D: I better tell you now. Penelope knows three songs. The Alphabet Song. The Muffin Man. And Before They Make Me Run by the Rolling Stones.

B: Huh? What?

D (mumbles): My bad. The song was in my head the other day, and I couldn’t stop singing it. I guess Penelope picked it up.

B: What’s it about?

D: Oh, I don’t know…..I think….umm….Keith Richards wrote it after he got arrested for possession of heroin in Canada.

P (singing): …Before they make me runnnnnnn.”

B: You’re an idiot. (Pause) The bathrooms in Chinatown make me a little nervous. I swear last time I was in a bathroom there the floor was moving.

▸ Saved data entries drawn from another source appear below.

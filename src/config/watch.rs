// src/config/watch.rs
use anyhow::{anyhow, bail, Context, Result};
use chrono::{Duration, FixedOffset, NaiveTime};
use serde::Deserialize;
use std::fs;
use std::path::{Path, PathBuf};

use crate::freshness::FreshnessPolicy;
use crate::ingest::normalize::VIETNAMESE_LETTERS;
use crate::relevance::{KeywordMatcher, RelevanceRule};

pub const ENV_WATCH_CONFIG_PATH: &str = "WATCH_CONFIG_PATH";
pub const DEFAULT_WATCH_CONFIG_PATH: &str = "config/watch.toml";

/// Upper bounds keep every derived `Duration` and `now - window` in range.
pub const MAX_WINDOW_HOURS: i64 = 24 * 366 * 10;
pub const MAX_INTERVAL_MINUTES: u64 = 24 * 60;
pub const MAX_DELAY_MINUTES: u64 = 7 * 24 * 60;

fn default_utc_offset_hours() -> i32 {
    7
}
fn default_store_path() -> PathBuf {
    PathBuf::from("data/sent_links.txt")
}
fn default_http_timeout_secs() -> u64 {
    10
}
fn default_true() -> bool {
    true
}
fn default_script_letters() -> String {
    VIETNAMESE_LETTERS.to_string()
}
fn default_script_hosts() -> Vec<String> {
    vec!["youtube.com".to_string()]
}
fn default_interval_minutes() -> u64 {
    5
}
fn default_realtime_window_hours() -> i64 {
    48
}
fn default_digest_at() -> String {
    "09:00".to_string()
}
fn default_digest_window_hours() -> i64 {
    168
}
fn default_digest_max_items() -> usize {
    20
}
fn default_digest_title() -> String {
    "News digest".to_string()
}
fn default_telegram_api_base() -> String {
    "https://api.telegram.org".to_string()
}
fn default_shortener_endpoint() -> String {
    "https://is.gd/create.php".to_string()
}
fn default_region() -> String {
    "VN".to_string()
}
fn default_count() -> u32 {
    10
}

/// Whole service configuration, loaded from TOML.
#[derive(Debug, Clone, Deserialize)]
pub struct WatchConfig {
    #[serde(default)]
    pub general: GeneralCfg,
    pub keywords: KeywordsCfg,
    #[serde(default, rename = "source")]
    pub sources: Vec<SourceCfg>,
    #[serde(default)]
    pub realtime: RealtimeCfg,
    #[serde(default)]
    pub digest: DigestCfg,
    #[serde(default)]
    pub telegram: TelegramCfg,
    #[serde(default)]
    pub shortener: ShortenerCfg,
}

#[derive(Debug, Clone, Deserialize)]
pub struct GeneralCfg {
    /// Civil timezone as a fixed UTC offset.
    #[serde(default = "default_utc_offset_hours")]
    pub utc_offset_hours: i32,
    #[serde(default = "default_store_path")]
    pub store_path: PathBuf,
    #[serde(default = "default_http_timeout_secs")]
    pub http_timeout_secs: u64,
    /// Sent once when the service starts; omitted means no announcement.
    #[serde(default)]
    pub startup_message: Option<String>,
}

impl Default for GeneralCfg {
    fn default() -> Self {
        Self {
            utc_offset_hours: default_utc_offset_hours(),
            store_path: default_store_path(),
            http_timeout_secs: default_http_timeout_secs(),
            startup_message: None,
        }
    }
}

impl GeneralCfg {
    pub fn tz(&self) -> Result<FixedOffset> {
        if !(-12..=14).contains(&self.utc_offset_hours) {
            bail!("utc_offset_hours out of range: {}", self.utc_offset_hours);
        }
        FixedOffset::east_opt(self.utc_offset_hours * 3600)
            .ok_or_else(|| anyhow!("utc_offset_hours out of range: {}", self.utc_offset_hours))
    }
}

#[derive(Debug, Clone, Deserialize)]
pub struct KeywordsCfg {
    pub aliases: Vec<String>,
    #[serde(default = "default_script_letters")]
    pub script_letters: String,
    #[serde(default = "default_script_hosts")]
    pub script_hosts: Vec<String>,
}

impl KeywordsCfg {
    pub fn matcher(&self) -> Result<KeywordMatcher> {
        KeywordMatcher::with_script(&self.aliases, &self.script_letters, &self.script_hosts)
    }
}

#[derive(Debug, Clone, Copy, PartialEq, Eq, Deserialize)]
#[serde(rename_all = "snake_case")]
pub enum SourceKind {
    Feed,
    VideoSearch,
}

/// One `[[source]]` table. `url` is used by feeds; the video search kind uses
/// `url` as its endpoint plus `query`/`region`/`count`.
#[derive(Debug, Clone, Deserialize)]
pub struct SourceCfg {
    pub label: String,
    pub kind: SourceKind,
    pub url: String,
    #[serde(default)]
    pub rule: RelevanceRule,
    #[serde(default)]
    pub query: Option<String>,
    #[serde(default = "default_region")]
    pub region: String,
    #[serde(default = "default_count")]
    pub count: u32,
}

impl SourceCfg {
    pub fn feed(label: &str, url: &str) -> Self {
        Self {
            label: label.to_string(),
            kind: SourceKind::Feed,
            url: url.to_string(),
            rule: RelevanceRule::Keyword,
            query: None,
            region: default_region(),
            count: default_count(),
        }
    }
}

#[derive(Debug, Clone, Deserialize)]
pub struct RealtimeCfg {
    #[serde(default = "default_true")]
    pub enabled: bool,
    #[serde(default = "default_interval_minutes")]
    pub interval_minutes: u64,
    #[serde(default = "default_realtime_window_hours")]
    pub window_hours: i64,
    /// Recency gate; absent means pure-window mode.
    #[serde(default)]
    pub recency_minutes: Option<i64>,
    /// Delay between acceptance and delivery; absent means immediate.
    #[serde(default)]
    pub delay_minutes: Option<u64>,
    #[serde(default = "default_true")]
    pub run_on_startup: bool,
}

impl Default for RealtimeCfg {
    fn default() -> Self {
        Self {
            enabled: true,
            interval_minutes: default_interval_minutes(),
            window_hours: default_realtime_window_hours(),
            recency_minutes: None,
            delay_minutes: None,
            run_on_startup: true,
        }
    }
}

impl RealtimeCfg {
    pub fn policy(&self) -> FreshnessPolicy {
        let p = FreshnessPolicy::window(Duration::hours(self.window_hours));
        match self.recency_minutes {
            Some(m) => p.with_recency(Duration::minutes(m)),
            None => p,
        }
    }

    pub fn delay(&self) -> Option<std::time::Duration> {
        self.delay_minutes
            .filter(|m| *m > 0)
            .map(|m| std::time::Duration::from_secs(m * 60))
    }
}

#[derive(Debug, Clone, Deserialize)]
pub struct DigestCfg {
    #[serde(default = "default_true")]
    pub enabled: bool,
    /// Local wall-clock time, `HH:MM`.
    #[serde(default = "default_digest_at")]
    pub at: String,
    #[serde(default = "default_digest_window_hours")]
    pub window_hours: i64,
    #[serde(default = "default_digest_max_items")]
    pub max_items: usize,
    #[serde(default = "default_digest_title")]
    pub title: String,
    #[serde(default = "default_true")]
    pub run_on_startup: bool,
}

impl Default for DigestCfg {
    fn default() -> Self {
        Self {
            enabled: true,
            at: default_digest_at(),
            window_hours: default_digest_window_hours(),
            max_items: default_digest_max_items(),
            title: default_digest_title(),
            run_on_startup: true,
        }
    }
}

impl DigestCfg {
    pub fn policy(&self) -> FreshnessPolicy {
        FreshnessPolicy::window(Duration::hours(self.window_hours))
    }

    pub fn at_time(&self) -> Result<NaiveTime> {
        NaiveTime::parse_from_str(self.at.trim(), "%H:%M")
            .with_context(|| format!("digest.at must be HH:MM, got {:?}", self.at))
    }
}

#[derive(Debug, Clone, Deserialize)]
pub struct TelegramCfg {
    #[serde(default = "default_telegram_api_base")]
    pub api_base: String,
}

impl Default for TelegramCfg {
    fn default() -> Self {
        Self {
            api_base: default_telegram_api_base(),
        }
    }
}

#[derive(Debug, Clone, Deserialize)]
pub struct ShortenerCfg {
    #[serde(default = "default_true")]
    pub enabled: bool,
    #[serde(default = "default_shortener_endpoint")]
    pub endpoint: String,
}

impl Default for ShortenerCfg {
    fn default() -> Self {
        Self {
            enabled: true,
            endpoint: default_shortener_endpoint(),
        }
    }
}

impl WatchConfig {
    /// Load from an explicit TOML file.
    pub fn load_from(path: &Path) -> Result<Self> {
        let content = fs::read_to_string(path)
            .with_context(|| format!("reading watch config from {}", path.display()))?;
        Self::from_toml_str(&content)
            .with_context(|| format!("parsing watch config {}", path.display()))
    }

    /// Load using env var + fallbacks:
    /// 1) $WATCH_CONFIG_PATH (must exist)
    /// 2) config/watch.toml
    /// 3) built-in seed
    pub fn load_default() -> Result<Self> {
        if let Ok(p) = std::env::var(ENV_WATCH_CONFIG_PATH) {
            let pb = PathBuf::from(p);
            if !pb.exists() {
                bail!("{ENV_WATCH_CONFIG_PATH} points to non-existent path {}", pb.display());
            }
            return Self::load_from(&pb);
        }
        let default_p = PathBuf::from(DEFAULT_WATCH_CONFIG_PATH);
        if default_p.exists() {
            return Self::load_from(&default_p);
        }
        tracing::info!("no watch config file found, using built-in seed");
        Ok(Self::default_seed())
    }

    pub fn from_toml_str(s: &str) -> Result<Self> {
        let cfg: WatchConfig = toml::from_str(s)?;
        cfg.validate()?;
        Ok(cfg)
    }

    pub fn validate(&self) -> Result<()> {
        self.general.tz()?;
        if self.general.http_timeout_secs == 0 {
            bail!("general.http_timeout_secs must be positive");
        }
        self.keywords.matcher().context("keywords")?;
        if self.sources.is_empty() {
            bail!("at least one [[source]] is required");
        }
        for s in &self.sources {
            if s.label.trim().is_empty() || s.url.trim().is_empty() {
                bail!("every source needs a label and a url");
            }
            if s.kind == SourceKind::VideoSearch && s.query.as_deref().unwrap_or("").trim().is_empty() {
                bail!("video search source {:?} needs a query", s.label);
            }
        }
        check_window("realtime.window_hours", self.realtime.window_hours)?;
        check_window("digest.window_hours", self.digest.window_hours)?;
        if !(1..=MAX_INTERVAL_MINUTES).contains(&self.realtime.interval_minutes) {
            bail!("realtime.interval_minutes must be in 1..={MAX_INTERVAL_MINUTES}");
        }
        if let Some(m) = self.realtime.recency_minutes {
            let max = MAX_WINDOW_HOURS * 60;
            if !(1..=max).contains(&m) || Duration::try_minutes(m).is_none() {
                bail!("realtime.recency_minutes must be in 1..={max} when set");
            }
        }
        if let Some(m) = self.realtime.delay_minutes {
            if m > MAX_DELAY_MINUTES || m.checked_mul(60).is_none() {
                bail!("realtime.delay_minutes must be at most {MAX_DELAY_MINUTES}");
            }
        }
        self.digest.at_time()?;
        Ok(())
    }

    /// Built-in configuration matching the original deployment: Vietnamese
    /// business news plus YouTube and TikTok, 5-minute realtime gate, 09:00
    /// weekly-window digest.
    pub fn default_seed() -> Self {
        let mut sources = vec![
            SourceCfg::feed(
                "Google News",
                "https://news.google.com/rss/search?q=(Miza+OR+MZG+OR+Gi%E1%BA%A5y+Miza)&hl=vi&gl=VN&ceid=VN:vi",
            ),
            SourceCfg::feed("Bing News", "https://www.bing.com/news/search?q=Miza+MZG&format=rss"),
            SourceCfg::feed(
                "YouTube Channel",
                "https://www.youtube.com/feeds/videos.xml?channel_id=UCd2aU53aTTxxLONczZc34BA",
            ),
            SourceCfg::feed("VNExpress", "https://vnexpress.net/rss/doanh-nghiep.rss"),
            SourceCfg::feed("Cafef", "https://cafef.vn/rss/tai-chinh-doanh-nghiep.rss"),
            SourceCfg::feed("VietnamBiz", "https://vietnambiz.vn/kinh-doanh.rss"),
        ];
        sources.push(SourceCfg {
            label: "TikTok".to_string(),
            kind: SourceKind::VideoSearch,
            url: "https://tiktok-scraper7.p.rapidapi.com/feed/search".to_string(),
            rule: RelevanceRule::KeywordAndScript,
            query: Some("Miza MZG Giấy Miza Việt Nam".to_string()),
            region: default_region(),
            count: default_count(),
        });

        Self {
            general: GeneralCfg {
                startup_message: Some("🚀 Miza news relay started".to_string()),
                ..GeneralCfg::default()
            },
            keywords: KeywordsCfg {
                aliases: vec!["Miza".into(), "MZG".into(), "Giấy Miza".into()],
                script_letters: default_script_letters(),
                script_hosts: default_script_hosts(),
            },
            sources,
            realtime: RealtimeCfg {
                recency_minutes: Some(5),
                ..RealtimeCfg::default()
            },
            digest: DigestCfg {
                title: "Miza news digest".to_string(),
                ..DigestCfg::default()
            },
            telegram: TelegramCfg::default(),
            shortener: ShortenerCfg::default(),
        }
    }
}

fn check_window(field: &str, hours: i64) -> Result<()> {
    if !(1..=MAX_WINDOW_HOURS).contains(&hours) || Duration::try_hours(hours).is_none() {
        bail!("{field} must be in 1..={MAX_WINDOW_HOURS}, got {hours}");
    }
    Ok(())
}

P (singing): Happy Birthday Chinese!

D: OK, she knows four songs.

P: Why?

D: Because that’s the number of songs you know.

P: Why?

B: Because you haven’t learned others yet. You will…

P: Why?

D: You know, I’m going to find whoever came up with the question “Why” and I’m going to beat him senseless. Then when he asks me why I’m doing it, I’m going to beat him all over again.

P: Papa?

D: You’re not asking me a question that begins with why?

P: Why?

D (sighs): Nevermind.

P: Papa, will there be boys in New York City?

Aside: What did I say about driving off a cliff or into a tree?

B: She plays with boys a lot more than girls at school. The other day I asked her who she played with and she named every boy in class. Aren’t there any girls in your class?

P: Yea, but . . . . (Indecipherable. However, I think she said they were boring.)

D: Remind me tomorrow that I have to go out and buy a gun, sit on the front porch and practice cleaning it. Maybe we should stop potty training her.

Sometimes in all the craziness, it’s easy to forget that it’s not just about getting somewhere, but enjoying the journey along the way. I think that’s one of the great blessings that Penelope has brought into my life.